In September 2018, a man identified as E.J.C.C. walked into a Tax Collector’s Office to turn in his old driver’s license from Puerto Rico and obtain a new Florida driver’s license.
However, Greenberg grabbed E.J.C.C.’s old Puerto Rico license from the basket of discarded IDs before it could be shredded. He used the badge-making machine to produce a fake Puerto Rico driver’s license with E.J.C.C.’s personal information but with Greenberg’s photo, according to the plea agreement.
Federal agents also found that fake license with E.J.C.C.’s information during their raid at Greenberg’s home last June.
Greenberg also admitted to claiming $432,700 in federal loans intended to help small businesses weather the pandemic, with the help of a Small Business Administration employee and one of Greenberg’s friends.
The scheme was not Greenberg’s idea, the plea notes, but “he agreed to participate in it with knowledge of its illegality.” On June 19, four days before Greenberg was arrested, a friend texted him, saying he had an “easy” and “quick” way for him to receive a loan of up to $160,000 and referred Greenberg to the SBA employee.
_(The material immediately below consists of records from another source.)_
//! Storage backend trait definition.

use async_trait::async_trait;

use crate::error::StorageError;

/// Storage backend trait for implementing different storage engines.
///
/// Writes are create-only: there is no overwrite or delete.
/// Records that must never change (the service identity) live behind it.
#[async_trait]
pub trait StorageBackend: Send + Sync {
    /// Get a value by key.
    async fn get(&self, key: &str) -> Result<Option<Vec<u8>>, StorageError>;

    /// Insert a value under a key that must not exist yet.
    ///
    /// The check and the insert are a single atomic operation at the storage
    /// layer. When the key is already present the call fails with
    /// [`StorageError::AlreadyExists`] and nothing is written.
    async fn create(&self, key: &str, value: &[u8]) -> Result<(), StorageError>;

    /// Check if a key exists.
    async fn exists(&self, key: &str) -> Result<bool, StorageError> {
        Ok(self.get(key).await?.is_some())
    }
}
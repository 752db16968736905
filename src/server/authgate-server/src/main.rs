//! Authgate Server - Main entry point.

use std::path::PathBuf;
use std::sync::Arc;

use anyhow::Context;
use axum::http::HeaderValue;
use clap::Parser;
use tower_http::cors::{AllowOrigin, Any, CorsLayer};
use tower_http::trace::TraceLayer;
use tracing_subscriber::{layer::SubscriberExt, util::SubscriberInitExt};

use authgate_api::AppState;
use authgate_auth::AuthService;
use authgate_config::{ConfigStore, KeyFiles};
use authgate_credentials::CredentialStore;
use authgate_storage_sqlite::SqliteBackend;

/// Database file name (without extension) inside the data directory.
const DB_NAME: &str = "authgate";

#[derive(Parser)]
#[command(name = "authgate-server")]
#[command(about = "Authgate - username/password authentication issuing RS256 tokens")]
#[command(version)]
struct Cli {
    /// Server bind address
    #[arg(long, default_value = "0.0.0.0:8300", env = "AUTHGATE_BIND_ADDRESS")]
    bind: String,

    /// Directory holding the SQLite database
    #[arg(long, default_value = "data", env = "AUTHGATE_DATA_DIR")]
    data_dir: PathBuf,

    /// Mirror the signing keys into this directory after setup
    #[arg(long, env = "AUTHGATE_KEYS_DIR")]
    keys_dir: Option<PathBuf>,

    /// Allowed browser origin (repeatable). Any origin when unset.
    #[arg(long = "cors-origin", env = "AUTHGATE_CORS_ORIGIN", value_delimiter = ',')]
    cors_origins: Vec<String>,
}

fn cors_layer(origins: &[String]) -> anyhow::Result<CorsLayer> {
    let layer = CorsLayer::new().allow_methods(Any).allow_headers(Any);

    if origins.is_empty() {
        return Ok(layer.allow_origin(Any));
    }

    let origins = origins
        .iter()
        .map(|o| HeaderValue::from_str(o).with_context(|| format!("invalid CORS origin: {o}")))
        .collect::<anyhow::Result<Vec<_>>>()?;

    Ok(layer.allow_origin(AllowOrigin::list(origins)))
}

async fn shutdown_signal() {
    if let Err(e) = tokio::signal::ctrl_c().await {
        tracing::error!(error = %e, "Failed to listen for shutdown signal");
    }
    tracing::info!("Shutting down...");
}

#[tokio::main]
async fn main() -> anyhow::Result<()> {
    // Initialize tracing
    tracing_subscriber::registry()
        .with(tracing_subscriber::fmt::layer())
        .with(
            tracing_subscriber::EnvFilter::try_from_default_env()
                .unwrap_or_else(|_| tracing_subscriber::EnvFilter::new("info")),
        )
        .init();

    let cli = Cli::parse();

    tracing::info!("Starting Authgate server...");
    tracing::info!(bind = %cli.bind, data_dir = %cli.data_dir.display(), "Server configuration");

    let backend = SqliteBackend::open(&cli.data_dir, DB_NAME)
        .await
        .context("failed to open database")?;

    let mut config = ConfigStore::new(Arc::new(backend.clone()));
    if let Some(dir) = &cli.keys_dir {
        tracing::info!(keys_dir = %dir.display(), "Key file mirror enabled");
        config = config.with_key_files(KeyFiles::new(dir));
    }
    let config = Arc::new(config);

    let credentials = CredentialStore::new(backend)
        .await
        .context("failed to initialize credential store")?;
    let auth = Arc::new(AuthService::new(Arc::clone(&config), credentials));

    if !config.exists().await.context("failed to read config")? {
        tracing::warn!("Service is not configured yet - run setup before accepting signups");
    }

    let app = authgate_api::router(AppState::new(config, auth))
        .layer(cors_layer(&cli.cors_origins)?)
        .layer(TraceLayer::new_for_http());

    let listener = tokio::net::TcpListener::bind(&cli.bind)
        .await
        .with_context(|| format!("failed to bind {}", cli.bind))?;

    tracing::info!(addr = %listener.local_addr()?, "Authgate server started successfully");

    axum::serve(listener, app)
        .with_graceful_shutdown(shutdown_signal())
        .await
        .context("server error")?;

    Ok(())
}
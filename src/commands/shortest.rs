//! `dsgraph dijkstra` / `dsgraph path` command implementations

use dsgraph_core::algos::{dijkstra, path_to, shortest_path_tree, total_weight};
use dsgraph_core::error::{GraphError, Result};

use super::build::NamedGraph;
use super::dispatch::CommandContext;

/// Print the distance to every vertex and its parent in the shortest-path tree
pub fn execute_dijkstra(ctx: &CommandContext, named: &NamedGraph, source: &str) -> Result<()> {
    let source = named.vertex(source)?;
    let graph = &*named.graph;
    let distances = dijkstra(graph, source)?;
    let tree = shortest_path_tree(graph, source, &distances)?;

    if !ctx.cli.quiet {
        println!("distances from {}:", named.name(source)?);
    }
    for v in graph.vertices() {
        let name = named.name(v)?;
        match (distances.get(&v), tree.get(&v)) {
            (Some(d), Some(&edge)) => {
                println!("{}\t{}\tvia {}", name, d, named.name(graph.opposite(v, edge)?)?)
            }
            (Some(d), None) => println!("{}\t{}", name, d),
            (None, _) => println!("{}\tunreachable", name),
        }
    }
    Ok(())
}

/// Print the shortest path between two vertices
pub fn execute_path(ctx: &CommandContext, named: &NamedGraph, from: &str, to: &str) -> Result<()> {
    let (source, target) = (named.vertex(from)?, named.vertex(to)?);
    let graph = &*named.graph;
    let distances = dijkstra(graph, source)?;
    let tree = shortest_path_tree(graph, source, &distances)?;

    let Some(path) = path_to(graph, &tree, source, target)? else {
        return Err(GraphError::Other(format!("no path from {} to {}", from, to)));
    };

    let mut stops = vec![named.name(source)?];
    let mut current = source;
    for &edge in &path {
        current = graph.opposite(current, edge)?;
        stops.push(named.name(current)?);
    }
    println!("{}", stops.join(" -> "));

    if !ctx.cli.quiet {
        println!("total: {}", total_weight(graph, &path)?);
    }
    Ok(())
}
Neither the friend nor the employee are named in the plea.
Greenberg texted the SBA employee the same day.
On June 24, the day after Greenberg’s arrest, the SBA officer emailed a loan agreement to him for $133,000 and he executed it. That agreement required Greenberg to say he would use the loan “as working capital solely to alleviate economic injury caused by disaster occurring during the month of January 31, and continuing thereafter” and that he had not been arrested or convicted on felony charges since applying for the money.
The plea deal notes the SBA employee was a “willing and knowledgeable” participant in the fraud. Greenberg texted the employee at the end of June, telling her that the state had approved his applications to reinstate the two defunct businesses, but would charge a fee of $1,000 for each entity.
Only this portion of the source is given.